Perlindungan lahan pertanian pangan berkelanjutan untuk mencegah konversi lahan pertanian menjadi area non-pertanian, seperti dalam Perda Kabupaten Paser No. 2 Tahun 2021.
Pemasaran hasil pertanian dan penguatan kelembagaan petani untuk memperkuat posisi tawar petani di pasar.
Perda juga dapat mengatur bentuk kerja sama antara petani, koperasi, dan pelaku usaha dalam rantai distribusi hasil pertanian.

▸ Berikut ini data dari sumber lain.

//! One configuration layer (`dot.json`) and the stack that merges layers.
use serde::{Deserialize, Serialize};
use serde_json::{Map, Value};
use std::collections::BTreeMap;
use std::path::{Path, PathBuf};

use super::modes::{CopyMode, DotMode, Mode};
use crate::error::ConfigError;

/// Reserved key carrying the output root. Injected, never read from JSON.
pub const ROOT_PATH_KEY: &str = "root-path";

/// Reserved key carrying the category directory. Injected, never read from JSON.
pub const CATEGORY_PATH_KEY: &str = "category-path";

/// Built-in `copy-mode`.
pub const DEFAULT_COPY_MODE: CopyMode = CopyMode::Root;

/// Built-in `dir-mode`.
pub const DEFAULT_DIR_MODE: Mode = Mode::Rlink;

/// Built-in `dot-mode`.
pub const DEFAULT_DOT_MODE: DotMode = DotMode::NoDot;

/// A single configuration layer.
///
/// Every recognised option is optional so that a layer only states what it
/// overrides. Keys the schema does not know (`comment`, `reference`, …) are
/// kept in [`extra`](Self::extra) and merged like any JSON object.
///
/// # Examples
///
/// ```
/// use dotter_cli::config::fragment::Fragment;
/// use dotter_cli::config::modes::Mode;
/// use std::path::Path;
///
/// let base = Fragment::defaults();
/// let over = Fragment::parse(r#"{"dir-mode": "copy"}"#, Path::new("dot.json")).unwrap();
/// assert_eq!(base.merge(&over).dir_mode, Some(Mode::Copy));
/// ```
#[derive(Debug, Clone, Default, PartialEq, Serialize, Deserialize)]
#[serde(rename_all = "kebab-case")]
pub struct Fragment {
    /// `copy-mode`.
    #[serde(alias = "copy_mode", skip_serializing_if = "Option::is_none")]
    pub copy_mode: Option<CopyMode>,
    /// `dir-mode`.
    #[serde(alias = "dir_mode", skip_serializing_if = "Option::is_none")]
    pub dir_mode: Option<Mode>,
    /// `dot-mode`.
    #[serde(alias = "dot_mode", skip_serializing_if = "Option::is_none")]
    pub dot_mode: Option<DotMode>,
    /// `ignore`; replaced wholesale by an overriding layer.
    #[serde(skip_serializing_if = "Option::is_none")]
    pub ignore: Option<Vec<String>>,
    /// Per-topic layers, keyed by topic name.
    #[serde(default, skip_serializing_if = "BTreeMap::is_empty")]
    pub dirconf: BTreeMap<String, Fragment>,
    /// Output root (reserved).
    #[serde(skip)]
    pub root_path: Option<PathBuf>,
    /// Category directory (reserved).
    #[serde(skip)]
    pub category_path: Option<PathBuf>,
    /// Unrecognised keys, passed through verbatim.
    #[serde(flatten)]
    pub extra: Map<String, Value>,
}

impl Fragment {
    /// The built-in bottom layer.
    #[must_use]
    pub fn defaults() -> Self {
        Self {
            copy_mode: Some(DEFAULT_COPY_MODE),
            dir_mode: Some(DEFAULT_DIR_MODE),
            dot_mode: Some(DEFAULT_DOT_MODE),
            ignore: Some(Vec::new()),
            ..Self::default()
        }
    }

    /// A layer holding only the reserved paths.
    #[must_use]
    pub fn reserved(root_path: &Path, category_path: &Path) -> Self {
        Self {
            root_path: Some(root_path.to_path_buf()),
            category_path: Some(category_path.to_path_buf()),
            ..Self::default()
        }
    }

    /// Parse a fragment from JSON text read from `path`.
    ///
    /// Reserved keys present in the text are dropped with a warning.
    ///
    /// # Errors
    ///
    /// Returns [`ConfigError::Parse`] if the text is not a valid fragment.
    pub fn parse(text: &str, path: &Path) -> Result<Self, ConfigError> {
        let mut fragment: Self = serde_json::from_str(text).map_err(|e| ConfigError::Parse {
            path: path.to_path_buf(),
            message: e.to_string(),
        })?;
        for key in [ROOT_PATH_KEY, CATEGORY_PATH_KEY] {
            if fragment.extra.remove(key).is_some() {
                tracing::warn!("ignoring reserved key '{key}' in {}", path.display());
            }
        }
        Ok(fragment)
    }

    /// Load the fragment at `path`, or `None` when there is no such file.
    ///
    /// # Errors
    ///
    /// Returns [`ConfigError::Io`] if the file exists but cannot be read, or
    /// [`ConfigError::Parse`] if it is not a valid fragment.
    pub fn load(path: &Path) -> Result<Option<Self>, ConfigError> {
        if !path.is_file() {
            return Ok(None);
        }
        let text = std::fs::read_to_string(path).map_err(|source| ConfigError::Io {
            path: path.to_path_buf(),
            source,
        })?;
        Self::parse(&text, path).map(Some)
    }

    /// Merge `over` on top of `self`.
    ///
    /// Options present in `over` win; `dirconf` and unrecognised objects
    /// merge recursively; `ignore` lists are replaced, not concatenated.
    #[must_use]
    pub fn merge(&self, over: &Self) -> Self {
        Self {
            copy_mode: over.copy_mode.or(self.copy_mode),
            dir_mode: over.dir_mode.or(self.dir_mode),
            dot_mode: over.dot_mode.or(self.dot_mode),
            ignore: over.ignore.clone().or_else(|| self.ignore.clone()),
            dirconf: merge_dirconf(&self.dirconf, &over.dirconf),
            root_path: over.root_path.clone().or_else(|| self.root_path.clone()),
            category_path: over
                .category_path
                .clone()
                .or_else(|| self.category_path.clone()),
            extra: merge_objects(&self.extra, &over.extra),
        }
    }
}

fn merge_dirconf(
    base: &BTreeMap<String, Fragment>,
    over: &BTreeMap<String, Fragment>,
) -> BTreeMap<String, Fragment> {
    let mut out = base.clone();
    for (name, fragment) in over {
        let merged = out
            .get(name)
            .map_or_else(|| fragment.clone(), |existing| existing.merge(fragment));
        out.insert(name.clone(), merged);
    }
    out
}

fn merge_objects(base: &Map<String, Value>, over: &Map<String, Value>) -> Map<String, Value> {
    let mut out = base.clone();
    for (key, value) in over {
        let merged = match (out.get(key), value) {
            (Some(Value::Object(existing)), Value::Object(incoming)) => {
                Value::Object(merge_objects(existing, incoming))
            }
            _ => value.clone(),
        };
        out.insert(key.clone(), merged);
    }
    out
}

/// Ordered configuration layers, lowest precedence first.
#[derive(Debug, Clone, Default)]
pub struct ConfigStack {
    layers: Vec<Fragment>,
}

impl ConfigStack {
    /// An empty stack.
    #[must_use]
    pub const fn new() -> Self {
        Self { layers: Vec::new() }
    }

    /// Push a layer with higher precedence than every existing one.
    pub fn push(&mut self, fragment: Fragment) {
        self.layers.push(fragment);
    }

    /// Fold every layer into one fragment.
    #[must_use]
    pub fn merged(&self) -> Fragment {
        self.layers
            .iter()
            .fold(Fragment::default(), |acc, layer| acc.merge(layer))
    }
}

2. Retribusi Daerah terhadap Hasil Pertanian
Selain menetapkan kebijakan, pemerintah daerah berwenang memungut retribusi daerah, salah satunya dari aktivitas yang berkaitan dengan hasil pertanian. Retribusi ini masuk dalam jenis Retribusi Jasa Usaha, seperti:
Retribusi penjualan hasil produksi pertanian milik daerah, misalnya benih, bibit, atau produk hasil pertanian yang dihasilkan oleh badan usaha milik daerah (BUMD) atau dinas pertanian.
Retribusi pasar, termasuk penggunaan lahan untuk penjualan hasil pertanian di pasar tradisional.
Retribusi sewa gudang atau fasilitas pengolahan hasil pertanian milik pemerintah daerah.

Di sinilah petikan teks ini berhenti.